Commanders and leaders
- Crown Prince Friedrich: Louis Jules Trochu

Strength
- 23,000: 83,000

Casualties and losses
- 700: 4,000

= Battle of Buzenval (1871) =

Part of the Franco-Prussian War

The (Second) Battle of Buzenval, also known as the Battle of Mont Valérien, was part of the siege of Paris during the Franco-Prussian War. On 19 January 1871, the day after Wilhelm I was proclaimed German Emperor, Louis Jules Trochu attacked the Germans west of Paris in Buzenval Park. The attackers seized the town of Saint-Cloud, coming close to the new Emperor's headquarters at Versailles.

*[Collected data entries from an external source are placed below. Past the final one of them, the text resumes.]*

//! Logging service and logger implementations

use super::codes::Code;
use super::config;
use super::events::{LogEvent, LogLevel};
use std::sync::{Arc, Mutex, MutexGuard};

/// Simple logger trait
pub trait Logger: Send + Sync {
    fn log(&self, event: &LogEvent);
}

/// Main logging service with configuration awareness
pub struct LoggingService {
    logger: Arc<dyn Logger>,
    min_level: LogLevel,
}

impl LoggingService {
    pub fn new(logger: Arc<dyn Logger>, min_level: LogLevel) -> Self {
        Self { logger, min_level }
    }

    /// Service built from the runtime logging preferences
    pub fn with_config() -> Self {
        let min_level = config::get_min_log_level();
        let mut multi_logger = MultiLogger::new(min_level);

        if config::use_console_logging() {
            if config::use_structured_logging() {
                multi_logger.add_logger(Arc::new(StructuredLogger::new(min_level)));
            } else {
                multi_logger = multi_logger.with_console(min_level);
            }
        }

        Self::new(Arc::new(multi_logger), min_level)
    }

    pub fn min_level(&self) -> LogLevel {
        self.min_level
    }

    pub fn should_log(&self, level: LogLevel) -> bool {
        level <= self.min_level
    }

    pub fn log_event(&self, event: LogEvent) {
        if self.should_log(event.level) {
            self.logger.log(&event);
        }
    }

    pub fn log_error(&self, error_code: Code, message: &str) {
        self.log_event(LogEvent::error(error_code, message));
    }

    pub fn log_success(&self, success_code: Code, message: &str) {
        self.log_event(LogEvent::success(success_code, message));
    }
}

/// Human-readable logger; errors and warnings go to stderr
pub struct ConsoleLogger {
    min_level: LogLevel,
}

impl ConsoleLogger {
    pub fn new(min_level: LogLevel) -> Self {
        Self { min_level }
    }
}

impl Logger for ConsoleLogger {
    fn log(&self, event: &LogEvent) {
        if event.level <= self.min_level {
            if event.is_error() || event.is_warning() {
                eprintln!("{}", event.format());
            } else {
                println!("{}", event.format());
            }
        }
    }
}

/// JSON-lines logger for tooling integration
pub struct StructuredLogger {
    min_level: LogLevel,
}

impl StructuredLogger {
    pub fn new(min_level: LogLevel) -> Self {
        Self { min_level }
    }
}

impl Logger for StructuredLogger {
    fn log(&self, event: &LogEvent) {
        if event.level <= self.min_level {
            let line = event.format_json().unwrap_or_else(|_| event.format());
            if event.is_error() || event.is_warning() {
                eprintln!("{}", line);
            } else {
                println!("{}", line);
            }
        }
    }
}

/// In-memory logger used to assert on emitted events
pub struct MemoryLogger {
    events: Mutex<Vec<LogEvent>>,
}

impl MemoryLogger {
    pub fn new() -> Self {
        Self {
            events: Mutex::new(Vec::new()),
        }
    }

    fn lock(&self) -> MutexGuard<'_, Vec<LogEvent>> {
        self.events
            .lock()
            .unwrap_or_else(|poisoned| poisoned.into_inner())
    }

    pub fn get_events(&self) -> Vec<LogEvent> {
        self.lock().clone()
    }

    pub fn clear(&self) {
        self.lock().clear();
    }

    pub fn event_count(&self) -> usize {
        self.lock().len()
    }

    pub fn get_errors(&self) -> Vec<LogEvent> {
        self.lock().iter().filter(|e| e.is_error()).cloned().collect()
    }

    pub fn get_events_with_code(&self, code: Code) -> Vec<LogEvent> {
        self.lock()
            .iter()
            .filter(|e| e.code == code)
            .cloned()
            .collect()
    }

    pub fn has_error_with_code(&self, code: Code) -> bool {
        self.lock().iter().any(|e| e.is_error() && e.code == code)
    }

    pub fn has_success_with_code(&self, code: Code) -> bool {
        self.lock().iter().any(|e| e.is_info() && e.code == code)
    }
}

impl Default for MemoryLogger {
    fn default() -> Self {
        Self::new()
    }
}

impl Logger for MemoryLogger {
    fn log(&self, event: &LogEvent) {
        let mut events = self.lock();

        // Drop oldest events once the configured buffer is full
        let max_events = config::get_error_buffer_size();
        if events.len() >= max_events {
            let remove_count = events.len() - max_events + 1;
            events.drain(0..remove_count);
        }

        events.push(event.clone());
    }
}

/// Fan-out logger
pub struct MultiLogger {
    loggers: Vec<Arc<dyn Logger>>,
    min_level: LogLevel,
}

impl MultiLogger {
    pub fn new(min_level: LogLevel) -> Self {
        Self {
            loggers: Vec::new(),
            min_level,
        }
    }

    pub fn add_logger(&mut self, logger: Arc<dyn Logger>) {
        self.loggers.push(logger);
    }

    pub fn with_console(mut self, console_level: LogLevel) -> Self {
        self.add_logger(Arc::new(ConsoleLogger::new(console_level)));
        self
    }

    pub fn with_memory(mut self) -> (Self, Arc<MemoryLogger>) {
        let memory_logger = Arc::new(MemoryLogger::new());
        self.add_logger(memory_logger.clone());
        (self, memory_logger)
    }

    pub fn logger_count(&self) -> usize {
        self.loggers.len()
    }
}

impl Logger for MultiLogger {
    fn log(&self, event: &LogEvent) {
        if event.level <= self.min_level {
            for logger in &self.loggers {
                logger.log(event);
            }
        }
    }
}

/// Create logging service based on current configuration
pub fn create_configured_service() -> LoggingService {
    LoggingService::with_config()
}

Trochu was able to maintain his position at St Cloud for most of the day, but the failure of other French forces to hold their positions left him isolated and the Crown Prince's army was able to force Trochu's salient back into Paris by the next day. This was the last effort to break out of Paris. Trochu turned over command of the Paris defenses to Joseph Vinoy who negotiated the surrender of the city ten days later.

The French painter and National Guard officer Ernest Meissonier was one of those who worked to recover the French wounded from the field. Fellow painter Henri Regnault was among those killed in action, shot through the head by a bullet.

==Sources==

- Battles & Leaders

==See also==
- Battle of Buzenval (1870)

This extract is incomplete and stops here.